Two of the more recent improvements adopted in the Spring of 2015 deal with financial benefits for Canada’s most seriously injured Veterans after age 65 (Retirement Income Security Benefit) and that all reservists, injured as a result of their military service should be entitled to the same benefits and support comparable to Regular Force members as part of their rehabilitation program.

Outreach and Visitation Initiative

At the Legion’s Dominion Convention in 2000, delegates passed a Resolution asking the federal government institute a transitional care program that will ensure the safety and dignity of the Veteran. Veterans Affairs Canada responded with the Long Term Care Surveyor program which was replaced by the Outreach and Visitation Initiative in 2013. VAC increased their commitment in 2015 for this important initiative which will allow our Legion OVI volunteers to make 8,000 visits to our Veterans in LTC facilities.

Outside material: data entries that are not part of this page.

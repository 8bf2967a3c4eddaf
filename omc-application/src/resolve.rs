use super::*;

use omc_core::{gateways::name_match::NameMatchGateway, resolver};

pub fn resolve_candidates(
    connections: &sqlite::Connections,
    matcher: Option<&dyn NameMatchGateway>,
    query: &str,
    limit: usize,
) -> Result<Vec<ResolvedCandidate>> {
    Ok(resolver::resolve_candidates(
        &connections.shared()?,
        matcher,
        query,
        limit,
    )?)
}

/// Finds the location that a user selected by name.
pub fn resolve_target(
    connections: &sqlite::Connections,
    query: &str,
) -> Result<(Location, Option<PointSelection>)> {
    Ok(resolver::resolve_target(&connections.shared()?, query)?)
}

pub fn get_location(connections: &sqlite::Connections, id: &Id) -> Result<Location> {
    Ok(connections.shared()?.get_location(id.as_str())?)
}
use omc_application::prelude::Approved;
use omc_boundary::{ButtonStyle, Choice, Component, Message, Modal, TextField};
use omc_core::{
    entities::*, usecases::Approval, util::coordinates::format_point, MAX_CHOICES,
};
use strum::IntoEnumIterator as _;

use super::action::{Action, LocationRef};

pub const REASON_FIELD: &str = "reason";

/// Value of the whole-location entry in the removal menu.
pub const ENTITY_CHOICE: &str = "entity";

fn selection_suffix(selection: PointSelection) -> String {
    match selection {
        PointSelection::Entity => String::new(),
        PointSelection::Point(_) => selection
            .ordinal()
            .map(|n| format!(" #{n}"))
            .unwrap_or_default(),
        PointSelection::AllPoints => " (all points)".into(),
    }
}

fn field_choices() -> Vec<Choice> {
    EditField::iter().map(Choice::from).collect()
}

fn edit_lines(session: &EditSession) -> Vec<String> {
    session
        .field_edits
        .iter()
        .map(|(field, edit)| {
            format!(
                "- {}: {} -> {}",
                field.label(),
                edit.old_value,
                edit.new_value
            )
        })
        .collect()
}

pub fn new_details_modal(name: &str) -> Modal {
    Modal {
        custom_id: Action::NewDetails.encode(None).to_string(),
        title: "New location".into(),
        fields: vec![
            TextField {
                name: EditField::Name.as_key().into(),
                label: EditField::Name.label().into(),
                value: name.trim().into(),
                required: true,
                multiline: false,
            },
            TextField {
                name: EditField::Coordinates.as_key().into(),
                label: "Coordinates, e.g. [10,20]".into(),
                value: String::new(),
                required: true,
                multiline: false,
            },
            TextField {
                name: EditField::Description.as_key().into(),
                label: EditField::Description.label().into(),
                value: String::new(),
                required: false,
                multiline: true,
            },
        ],
    }
}

pub fn near_match(user: &UserId, draft: &Id, existing: &Location) -> Message {
    let merge = Action::NewMerge {
        draft: draft.clone(),
        existing: existing.id.clone(),
    };
    let distinct = Action::NewDistinct {
        draft: draft.clone(),
    };
    Message::ephemeral(format!(
        "A location named **{}** already exists. Should your proposal be merged into it?",
        existing.name
    ))
    .with_components(vec![
        Component::button(merge.encode(Some(user)), "Merge", ButtonStyle::Primary),
        Component::button(
            distinct.encode(Some(user)),
            "Create a new location",
            ButtonStyle::Secondary,
        ),
    ])
}

/// Choice of a single point, optionally with the whole
/// location or all points as additional entries.
pub fn point_menu(
    action: &Action,
    user: &UserId,
    location: &Location,
    extra: (&str, &str),
) -> Message {
    let (extra_label, extra_value) = extra;
    let points = location
        .coordinates
        .points()
        .iter()
        .enumerate()
        .map(|(index, point)| Choice {
            label: format!("#{} {}", index + 1, format_point(*point)),
            value: (index + 1).to_string(),
        });
    let options = std::iter::once(Choice {
        label: extra_label.into(),
        value: extra_value.into(),
    })
    .chain(points)
    .take(MAX_CHOICES)
    .collect();
    Message::ephemeral(format!(
        "**{}** has {} points. Which one do you mean?",
        location.name,
        location.coordinates.len()
    ))
    .with_components(vec![Component::select(
        action.encode(Some(user)),
        "Choose a point",
        options,
    )])
}

pub fn edit_menu(user: &UserId, location: &LocationRef, name: &str, session: &EditSession) -> Message {
    let mut lines = vec![format!(
        "Editing **{name}{}**. Choose a field to change.",
        selection_suffix(location.selection)
    )];
    lines.extend(edit_lines(session));
    Message::ephemeral(lines.join("\n")).with_components(vec![
        Component::select(
            Action::EditField(location.clone()).encode(Some(user)),
            "Choose a field",
            field_choices(),
        ),
        Component::button(
            Action::EditSubmit(location.clone()).encode(Some(user)),
            "Submit",
            ButtonStyle::Primary,
        ),
        Component::button(
            Action::EditCancel(location.clone()).encode(Some(user)),
            "Cancel",
            ButtonStyle::Secondary,
        ),
    ])
}

pub fn amendment_menu(moderator: &UserId, message: &MessageId, session: &EditSession) -> Message {
    let mut lines = vec![format!(
        "Modifying the request for **{}** before approval.",
        session.display_name
    )];
    lines.extend(edit_lines(session));
    Message::ephemeral(lines.join("\n")).with_components(vec![
        Component::select(
            Action::AmendField {
                message: message.clone(),
            }
            .encode(Some(moderator)),
            "Choose a field",
            field_choices(),
        ),
        Component::button(
            Action::AmendSave {
                message: message.clone(),
            }
            .encode(Some(moderator)),
            "Save",
            ButtonStyle::Primary,
        ),
        Component::button(
            Action::AmendCancel {
                message: message.clone(),
            }
            .encode(Some(moderator)),
            "Cancel",
            ButtonStyle::Secondary,
        ),
    ])
}

/// Form pre-populated with the current value of a field.
pub fn value_modal(action: &Action, user: &UserId, field: EditField, value: String) -> Modal {
    Modal {
        custom_id: action.encode(Some(user)).to_string(),
        title: format!("Change {}", field.label()),
        fields: vec![TextField {
            name: field.as_key().into(),
            label: field.label().into(),
            value,
            required: field == EditField::Name,
            multiline: matches!(field, EditField::Description | EditField::Media),
        }],
    }
}

pub fn reason_modal(action: &Action, user: Option<&UserId>, title: &str) -> Modal {
    Modal {
        custom_id: action.encode(user).to_string(),
        title: title.into(),
        fields: vec![TextField {
            name: REASON_FIELD.into(),
            label: "Justification".into(),
            value: String::new(),
            required: true,
            multiline: true,
        }],
    }
}

pub fn submitted(request: &ChangeRequest) -> Message {
    Message::ephemeral(format!(
        "Thank you! Your {} request has been submitted for review.",
        request.kind
    ))
}

pub fn approved(moderator: &UserId, approved: &Approved) -> Message {
    let outcome = match &approved.approval {
        Approval::Created(location) => format!("created **{}**", location.name),
        Approval::Merged { location, .. } => format!("merged into **{}**", location.name),
        Approval::Updated { location, changed } => {
            let fields: Vec<_> = changed.iter().map(|f| f.label()).collect();
            format!("updated {} of **{}**", fields.join(", "), location.name)
        }
        Approval::Unchanged => "no changes were necessary".into(),
        Approval::Removed(id) => format!("removed location {id}"),
    };
    Message {
        content: format!(
            "Request {} approved by {moderator}: {outcome}.",
            approved.request.id
        ),
        ephemeral: false,
        components: vec![],
    }
}

pub fn denied(moderator: &UserId, request: &ChangeRequest) -> Message {
    Message {
        content: format!(
            "Request {} dismissed by {moderator}: {}",
            request.id,
            request.review_comment.as_deref().unwrap_or_default()
        ),
        ephemeral: false,
        components: vec![],
    }
}

pub fn reverted(request: &ChangeRequest) -> Message {
    Message::ephemeral(format!(
        "Request {} has been reverted.",
        request.id
    ))
}

pub fn amended(request: &ChangeRequest) -> Message {
    Message::ephemeral(format!(
        "The modifications of request {} have been saved. It can be approved now.",
        request.id
    ))
}

pub fn discarded() -> Message {
    Message::ephemeral("Your changes have been discarded.")
}

#[cfg(test)]
mod tests {
    use super::*;
    use omc_entities::builders::Builder as _;

    #[test]
    fn point_menu_lists_all_points() {
        let location = Location::build()
            .name("Wall")
            .points(&[(1.0, 2.0), (3.0, 4.0), (5.0, 6.0)])
            .finish();
        let action = Action::EditPoint {
            location: location.id.clone(),
        };
        let msg = point_menu(&action, &"u".into(), &location, ("All points", "*"));
        let [Component::Select { options, .. }] = msg.components.as_slice() else {
            panic!("expected a single select menu");
        };
        assert_eq!(options.len(), 4);
        assert_eq!(options[0].value, "*");
        assert_eq!(options[3].value, "3");
        assert_eq!(options[3].label, "#3 [5,6]");
    }

    #[test]
    fn point_menu_is_capped() {
        let points: Vec<_> = (0..40).map(|i| (i as f64, 0.0)).collect();
        let location = Location::build().name("Fence").points(&points).finish();
        let action = Action::RemovePoint {
            location: location.id.clone(),
        };
        let msg = point_menu(&action, &"u".into(), &location, ("Whole location", ENTITY_CHOICE));
        let [Component::Select { options, .. }] = msg.components.as_slice() else {
            panic!("expected a single select menu");
        };
        assert_eq!(options.len(), MAX_CHOICES);
    }

    #[test]
    fn edit_menu_lists_pending_edits() {
        let mut session = EditSession::empty("u".into(), EditTarget::draft(), Timestamp::now());
        session.field_edits.insert(
            EditField::Name,
            FieldEdit {
                old_value: "Mill".into(),
                new_value: "Old Mill".into(),
                timestamp: Timestamp::now(),
            },
        );
        let location = LocationRef {
            id: "loc".into(),
            selection: PointSelection::Point(1),
        };
        let msg = edit_menu(&"u".into(), &location, "Mill", &session);
        assert!(msg.content.contains("**Mill #2**"));
        assert!(msg.content.contains("- Name: Mill -> Old Mill"));
        assert_eq!(msg.components.len(), 3);
    }
}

Funeral and Burial Service Benefits program

At every biennial Dominion Convention since 2004, the Legion has requested the federal government to make some important improvements to the Veterans’ Funeral and Burial Benefits program which had been drastically cutback in the 1990s. Faced with government inaction, the Legion embarked on a letter-writing campaign in January 2013. Two months later, the federal government buckled and granted an increase in funding and removal of restrictions around their use.

Service Bureau Network

The Legion’s flagship in its advocacy efforts is the Legion’s Service Bureau, a network of more than 1,400 volunteers and professionals working at branches, provincial commands and Dominion Command to secure disability benefits for Veterans.

The Legion and in particular the Legion Service Bureau Network remains concerned with the problems affecting Veterans and their dependents, especially in connection with claims for disability awards, survivor benefits and the ACVA Report recommendations. The Service Bureau is a free service to members and non-members alike.